Assigned task –
Look through the entries below for the line that contains "pub fn evaluate_str(&self, input: &str)", then set down that line and each one after it exactly, through the last.

** Input data follows **

//! AST evaluator

use crate::core::parser::{AstNode, Parser};
use crate::core::{CalcResult, Calculator, Operation};

/// Evaluator for AST expressions
#[derive(Debug, Default, Clone, Copy)]
pub struct Evaluator {
    calculator: Calculator,
}

impl Evaluator {
    /// Creates a new evaluator rounding to the default precision
    #[must_use]
    pub fn new() -> Self {
        Self {
            calculator: Calculator::new(),
        }
    }

    /// Creates an evaluator rounding results to `precision` decimal places
    #[must_use]
    pub fn with_precision(precision: u32) -> Self {
        Self {
            calculator: Calculator::with_precision(precision),
        }
    }

    /// Evaluates an AST node and returns the unrounded result
    pub fn evaluate(&self, node: &AstNode) -> CalcResult<f64> {
        match node {
            AstNode::Number(n) => Ok(*n),
            AstNode::Negate(inner) => {
                let value = self.evaluate(inner)?;
                self.calculator.calculate(value, -1.0, Operation::Multiply)
            }
            AstNode::BinaryOp { left, op, right } => {
                let left_val = self.evaluate(left)?;
                let right_val = self.evaluate(right)?;
                self.calculator.calculate(left_val, right_val, *op)
            }
        }
    }

    /// Parses and evaluates a string expression
    pub fn evaluate_str(&self, input: &str) -> CalcResult<f64> {
        let ast = Parser::parse_str(input)?;
        self.evaluate(&ast)
    }

    /// Parses, evaluates and rounds a string expression
    pub fn evaluate_rounded(&self, input: &str) -> CalcResult<f64> {
        self.evaluate_str(input).map(|v| self.calculator.round(v))
    }

    /// Returns the underlying calculator
    #[must_use]
    pub fn calculator(&self) -> &Calculator {
        &self.calculator
    }
}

** End of Input data **

Your response –
    pub fn evaluate_str(&self, input: &str) -> CalcResult<f64> {
        let ast = Parser::parse_str(input)?;
        self.evaluate(&ast)
    }

    /// Parses, evaluates and rounds a string expression
    pub fn evaluate_rounded(&self, input: &str) -> CalcResult<f64> {
        self.evaluate_str(input).map(|v| self.calculator.round(v))
    }

    /// Returns the underlying calculator
    #[must_use]
    pub fn calculator(&self) -> &Calculator {
        &self.calculator
    }
}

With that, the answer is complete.